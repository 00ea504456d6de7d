//! Per-file refresh throttling
//!
//! Every file has a minimum spacing window. A leading refresh fires right
//! away and opens a window; a trailing refresh fires when the current
//! window closes, opening one first if needed. Requests made while a
//! window is open are coalesced into one refresh at its end, so the last
//! request always fires and refreshes of one file are at least one window
//! apart.

use std::collections::HashMap;
use std::sync::atomic::{AtomicU64, Ordering};
use std::sync::{Arc, Mutex, MutexGuard, PoisonError};
use std::time::Duration;

use tokio::sync::mpsc;
use tracing::debug;

#[derive(Debug, Clone, Copy, PartialEq, Eq)]
pub enum Trigger {
    /// Fire now, dropping any refresh waiting on the current window
    Leading,
    /// Fire when the current window closes
    Trailing,
}

#[derive(Debug)]
struct Window {
    generation: u64,
    pending: bool,
}

#[derive(Debug)]
struct Inner {
    window: Duration,
    files: Mutex<HashMap<String, Window>>,
    next_generation: AtomicU64,
    fired: mpsc::UnboundedSender<String>,
}

impl Inner {
    fn files(&self) -> MutexGuard<'_, HashMap<String, Window>> {
        self.files.lock().unwrap_or_else(PoisonError::into_inner)
    }

    fn next_generation(&self) -> u64 {
        self.next_generation.fetch_add(1, Ordering::Relaxed) + 1
    }

    fn fire(&self, file: &str) {
        debug!(file, "Refresh fired");
        // The receiver going away just means nobody wants refreshes any more
        let _ = self.fired.send(file.to_string());
    }
}

/// Throttles refreshes per file. Fired file keys arrive on the receiver
/// returned by [`SyncScheduler::new`].
#[derive(Debug, Clone)]
pub struct SyncScheduler {
    inner: Arc<Inner>,
}

impl SyncScheduler {
    pub fn new(window: Duration) -> (Self, mpsc::UnboundedReceiver<String>) {
        let (fired, rx) = mpsc::unbounded_channel();
        let inner = Inner {
            window,
            files: Mutex::new(HashMap::new()),
            next_generation: AtomicU64::new(0),
            fired,
        };
        (
            Self {
                inner: Arc::new(inner),
            },
            rx,
        )
    }

    pub fn window(&self) -> Duration {
        self.inner.window
    }

    /// Request a refresh of `file`. Must be called inside a tokio runtime.
    pub fn schedule_refresh(&self, file: &str, trigger: Trigger) {
        let mut files = self.inner.files();
        match trigger {
            Trigger::Leading => {
                let generation = self.inner.next_generation();
                files.insert(
                    file.to_string(),
                    Window {
                        generation,
                        pending: false,
                    },
                );
                drop(files);
                self.inner.fire(file);
                spawn_window(&self.inner, file.to_string(), generation);
            }
            Trigger::Trailing => {
                if let Some(window) = files.get_mut(file) {
                    window.pending = true;
                    return;
                }
                let generation = self.inner.next_generation();
                files.insert(
                    file.to_string(),
                    Window {
                        generation,
                        pending: true,
                    },
                );
                drop(files);
                spawn_window(&self.inner, file.to_string(), generation);
            }
        }
    }

    /// Whether a refresh of `file` is waiting for its window to close
    pub fn is_pending(&self, file: &str) -> bool {
        self.inner.files().get(file).is_some_and(|w| w.pending)
    }

    /// Forget `file`; a pending refresh does not fire
    pub fn cancel(&self, file: &str) {
        self.inner.files().remove(file);
    }

    pub fn clear(&self) {
        self.inner.files().clear();
    }
}

fn spawn_window(inner: &Arc<Inner>, file: String, generation: u64) {
    let inner = Arc::clone(inner);
    tokio::spawn(async move {
        tokio::time::sleep(inner.window).await;
        close_window(&inner, file, generation);
    });
}

fn close_window(inner: &Arc<Inner>, file: String, generation: u64) {
    let mut files = inner.files();
    let Some(window) = files.get_mut(&file) else {
        return;
    };
    if window.generation != generation {
        // Superseded by a leading refresh
        return;
    }

    if window.pending {
        let next = inner.next_generation();
        window.generation = next;
        window.pending = false;
        drop(files);
        inner.fire(&file);
        spawn_window(inner, file, next);
    } else {
        files.remove(&file);
    }
}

++++++++++

[Work to be completed] All records are to be printed again, exactly and completely.

[Response area]
repository 00ea504456d6de7d
//! Per-file refresh throttling
//!
//! Every file has a minimum spacing window. A leading refresh fires right
//! away and opens a window; a trailing refresh fires when the current
//! window closes, opening one first if needed. Requests made while a
//! window is open are coalesced into one refresh at its end, so the last
//! request always fires and refreshes of one file are at least one window
//! apart.

use std::collections::HashMap;
use std::sync::atomic::{AtomicU64, Ordering};
use std::sync::{Arc, Mutex, MutexGuard, PoisonError};
use std::time::Duration;

use tokio::sync::mpsc;
use tracing::debug;

#[derive(Debug, Clone, Copy, PartialEq, Eq)]
pub enum Trigger {
    /// Fire now, dropping any refresh waiting on the current window
    Leading,
    /// Fire when the current window closes
    Trailing,
}

#[derive(Debug)]
struct Window {
    generation: u64,
    pending: bool,
}

#[derive(Debug)]
struct Inner {
    window: Duration,
    files: Mutex<HashMap<String, Window>>,
    next_generation: AtomicU64,
    fired: mpsc::UnboundedSender<String>,
}

impl Inner {
    fn files(&self) -> MutexGuard<'_, HashMap<String, Window>> {
        self.files.lock().unwrap_or_else(PoisonError::into_inner)
    }

    fn next_generation(&self) -> u64 {
        self.next_generation.fetch_add(1, Ordering::Relaxed) + 1
    }

    fn fire(&self, file: &str) {
        debug!(file, "Refresh fired");
        // The receiver going away just means nobody wants refreshes any more
        let _ = self.fired.send(file.to_string());
    }
}

/// Throttles refreshes per file. Fired file keys arrive on the receiver
/// returned by [`SyncScheduler::new`].
#[derive(Debug, Clone)]
pub struct SyncScheduler {
    inner: Arc<Inner>,
}

impl SyncScheduler {
    pub fn new(window: Duration) -> (Self, mpsc::UnboundedReceiver<String>) {
        let (fired, rx) = mpsc::unbounded_channel();
        let inner = Inner {
            window,
            files: Mutex::new(HashMap::new()),
            next_generation: AtomicU64::new(0),
            fired,
        };
        (
            Self {
                inner: Arc::new(inner),
            },
            rx,
        )
    }

    pub fn window(&self) -> Duration {
        self.inner.window
    }

    /// Request a refresh of `file`. Must be called inside a tokio runtime.
    pub fn schedule_refresh(&self, file: &str, trigger: Trigger) {
        let mut files = self.inner.files();
        match trigger {
            Trigger::Leading => {
                let generation = self.inner.next_generation();
                files.insert(
                    file.to_string(),
                    Window {
                        generation,
                        pending: false,
                    },
                );
                drop(files);
                self.inner.fire(file);
                spawn_window(&self.inner, file.to_string(), generation);
            }
            Trigger::Trailing => {
                if let Some(window) = files.get_mut(file) {
                    window.pending = true;
                    return;
                }
                let generation = self.inner.next_generation();
                files.insert(
                    file.to_string(),
                    Window {
                        generation,
                        pending: true,
                    },
                );
                drop(files);
                spawn_window(&self.inner, file.to_string(), generation);
            }
        }
    }

    /// Whether a refresh of `file` is waiting for its window to close
    pub fn is_pending(&self, file: &str) -> bool {
        self.inner.files().get(file).is_some_and(|w| w.pending)
    }

    /// Forget `file`; a pending refresh does not fire
    pub fn cancel(&self, file: &str) {
        self.inner.files().remove(file);
    }

    pub fn clear(&self) {
        self.inner.files().clear();
    }
}

fn spawn_window(inner: &Arc<Inner>, file: String, generation: u64) {
    let inner = Arc::clone(inner);
    tokio::spawn(async move {
        tokio::time::sleep(inner.window).await;
        close_window(&inner, file, generation);
    });
}

fn close_window(inner: &Arc<Inner>, file: String, generation: u64) {
    let mut files = inner.files();
    let Some(window) = files.get_mut(&file) else {
        return;
    };
    if window.generation != generation {
        // Superseded by a leading refresh
        return;
    }

    if window.pending {
        let next = inner.next_generation();
        window.generation = next;
        window.pending = false;
        drop(files);
        inner.fire(&file);
        spawn_window(inner, file, next);
    } else {
        files.remove(&file);
    }
}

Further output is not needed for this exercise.